Work request - Report every line below that has the string "rows" in it.
##### Supplied information #####
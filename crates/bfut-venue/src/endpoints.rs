//! Typed wrappers over the USD-M futures REST endpoints.

use crate::error::{VenueError, VenueResult};
use crate::model::{
    kline_from_row, BalanceEntry, DepthSnapshot, ExchangeInfo, ListenKeyResponse, MarkPriceInfo,
    OrderResponse, PositionRiskEntry, RecentTrade, ServerTime, SymbolFilters,
};
use crate::rest::{Params, RestClient, Security};
use bfut_core::{
    AssetBalance, CancelRequest, ExchangeOrderId, Kline, KlineInterval, OrderRef, OrderRequest,
    PositionInfo,
};
use reqwest::Method;
use serde_json::Value;

/// Largest page the klines endpoint returns.
pub const MAX_KLINES_PER_PAGE: u16 = 1500;

pub mod path {
    pub const PING: &str = "/fapi/v1/ping";
    pub const TIME: &str = "/fapi/v1/time";
    pub const EXCHANGE_INFO: &str = "/fapi/v1/exchangeInfo";
    pub const KLINES: &str = "/fapi/v1/klines";
    pub const DEPTH: &str = "/fapi/v1/depth";
    pub const TRADES: &str = "/fapi/v1/trades";
    pub const PREMIUM_INDEX: &str = "/fapi/v1/premiumIndex";
    pub const ORDER: &str = "/fapi/v1/order";
    pub const OPEN_ORDERS: &str = "/fapi/v1/openOrders";
    pub const ALL_ORDERS: &str = "/fapi/v1/allOrders";
    pub const BALANCE: &str = "/fapi/v2/balance";
    pub const POSITION_RISK: &str = "/fapi/v2/positionRisk";
    pub const LISTEN_KEY: &str = "/fapi/v1/listenKey";
}

fn order_ref_params(params: Params, order_ref: &OrderRef) -> Params {
    match order_ref {
        OrderRef::Exchange(id) => params.with("orderId", id),
        OrderRef::Client(cloid) => params.with("origClientOrderId", cloid.as_str()),
    }
}

impl RestClient {
    pub async fn ping(&self) -> VenueResult<()> {
        self.request(Method::GET, path::PING, Params::new(), Security::Public)
            .await
            .map(|_| ())
    }

    pub async fn server_time(&self) -> VenueResult<i64> {
        let time: ServerTime = self
            .call_typed(Method::GET, path::TIME, Params::new(), Security::Public)
            .await?;
        Ok(time.server_time)
    }

    pub async fn exchange_info(&self) -> VenueResult<ExchangeInfo> {
        self.call_typed(
            Method::GET,
            path::EXCHANGE_INFO,
            Params::new(),
            Security::Public,
        )
        .await
    }

    /// Trading filters for one symbol.
    pub async fn symbol_filters(&self, symbol: &str) -> VenueResult<SymbolFilters> {
        let info = self.exchange_info().await?;
        info.symbol(symbol)
            .map(|s| s.filters())
            .ok_or_else(|| VenueError::InvalidRequest(format!("unknown symbol {symbol}")))
    }

    /// Historical candles, oldest first.
    pub async fn klines(
        &self,
        symbol: &str,
        interval: KlineInterval,
        start_time: Option<i64>,
        end_time: Option<i64>,
        limit: Option<u16>,
    ) -> VenueResult<Vec<Kline>> {
        let params = Params::new()
            .with("symbol", symbol.to_uppercase())
            .with("interval", interval.as_str())
            .with_opt("startTime", start_time)
            .with_opt("endTime", end_time)
            .with_opt("limit", limit.map(|l| l.min(MAX_KLINES_PER_PAGE)));
        let rows: Vec<Vec<Value>> = self
            .call_typed(Method::GET, path::KLINES, params, Security::Public)
            .await?;
        rows.iter().map(|row| kline_from_row(row)).collect()
    }

    pub async fn depth(&self, symbol: &str, limit: Option<u16>) -> VenueResult<DepthSnapshot> {
        let params = Params::new()
            .with("symbol", symbol.to_uppercase())
            .with_opt("limit", limit);
        self.call_typed(Method::GET, path::DEPTH, params, Security::Public)
            .await
    }

    pub async fn recent_trades(
        &self,
        symbol: &str,
        limit: Option<u16>,
    ) -> VenueResult<Vec<RecentTrade>> {
        let params = Params::new()
            .with("symbol", symbol.to_uppercase())
            .with_opt("limit", limit);
        self.call_typed(Method::GET, path::TRADES, params, Security::Public)
            .await
    }

    pub async fn mark_price(&self, symbol: &str) -> VenueResult<MarkPriceInfo> {
        let params = Params::new().with("symbol", symbol.to_uppercase());
        self.call_typed(Method::GET, path::PREMIUM_INDEX, params, Security::Public)
            .await
    }

    /// Submit an order. The request is validated locally first.
    pub async fn new_order(&self, request: &OrderRequest) -> VenueResult<OrderResponse> {
        request
            .validate()
            .map_err(|e| VenueError::InvalidRequest(e.to_string()))?;

        let params = Params::new()
            .with("symbol", &request.symbol)
            .with("side", request.side.as_str())
            .with("type", request.order_type.as_str())
            .with("quantity", request.quantity)
            .with_opt("price", request.price)
            .with_opt("stopPrice", request.stop_price)
            .with_opt("timeInForce", request.time_in_force.map(|t| t.as_str()))
            .with_opt("reduceOnly", request.reduce_only.then_some("true"))
            .with_opt(
                "newClientOrderId",
                request.client_order_id.as_ref().map(|c| c.as_str()),
            )
            .with("newOrderRespType", "RESULT");
        self.call_typed(Method::POST, path::ORDER, params, Security::Signed)
            .await
    }

    pub async fn query_order(
        &self,
        symbol: &str,
        order_ref: &OrderRef,
    ) -> VenueResult<OrderResponse> {
        let params = order_ref_params(
            Params::new().with("symbol", symbol.to_uppercase()),
            order_ref,
        );
        self.call_typed(Method::GET, path::ORDER, params, Security::Signed)
            .await
    }

    /// Cancel by exactly one identifier.
    pub async fn cancel_order(&self, request: &CancelRequest) -> VenueResult<OrderResponse> {
        let order_ref = request
            .order_ref()
            .map_err(|e| VenueError::InvalidRequest(e.to_string()))?;
        let params = order_ref_params(Params::new().with("symbol", &request.symbol), &order_ref);
        self.call_typed(Method::DELETE, path::ORDER, params, Security::Signed)
            .await
    }

    pub async fn open_orders(&self, symbol: Option<&str>) -> VenueResult<Vec<OrderResponse>> {
        let params = Params::new().with_opt("symbol", symbol.map(str::to_uppercase));
        self.call_typed(Method::GET, path::OPEN_ORDERS, params, Security::Signed)
            .await
    }

    pub async fn all_orders(
        &self,
        symbol: &str,
        from_order_id: Option<ExchangeOrderId>,
        start_time: Option<i64>,
        end_time: Option<i64>,
        limit: Option<u16>,
    ) -> VenueResult<Vec<OrderResponse>> {
        let params = Params::new()
            .with("symbol", symbol.to_uppercase())
            .with_opt("orderId", from_order_id)
            .with_opt("startTime", start_time)
            .with_opt("endTime", end_time)
            .with_opt("limit", limit);
        self.call_typed(Method::GET, path::ALL_ORDERS, params, Security::Signed)
            .await
    }

    pub async fn balances(&self) -> VenueResult<Vec<AssetBalance>> {
        let entries: Vec<BalanceEntry> = self
            .call_typed(Method::GET, path::BALANCE, Params::new(), Security::Signed)
            .await?;
        Ok(entries.into_iter().map(AssetBalance::from).collect())
    }

    pub async fn position_risk(&self, symbol: Option<&str>) -> VenueResult<Vec<PositionInfo>> {
        let params = Params::new().with_opt("symbol", symbol.map(str::to_uppercase));
        let entries: Vec<PositionRiskEntry> = self
            .call_typed(Method::GET, path::POSITION_RISK, params, Security::Signed)
            .await?;
        Ok(entries.into_iter().map(PositionInfo::from).collect())
    }

    pub async fn create_listen_key(&self) -> VenueResult<String> {
        let response: ListenKeyResponse = self
            .call_typed(
                Method::POST,
                path::LISTEN_KEY,
                Params::new(),
                Security::ApiKey,
            )
            .await?;
        Ok(response.listen_key)
    }

    /// Extend the current key's validity by another hour.
    pub async fn keepalive_listen_key(&self) -> VenueResult<()> {
        self.request(
            Method::PUT,
            path::LISTEN_KEY,
            Params::new(),
            Security::ApiKey,
        )
        .await
        .map(|_| ())
    }

    pub async fn close_listen_key(&self) -> VenueResult<()> {
        self.request(
            Method::DELETE,
            path::LISTEN_KEY,
            Params::new(),
            Security::ApiKey,
        )
        .await
        .map(|_| ())
    }
}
#####
Expected output -
        let rows: Vec<Vec<Value>> = self
        rows.iter().map(|row| kline_from_row(row)).collect()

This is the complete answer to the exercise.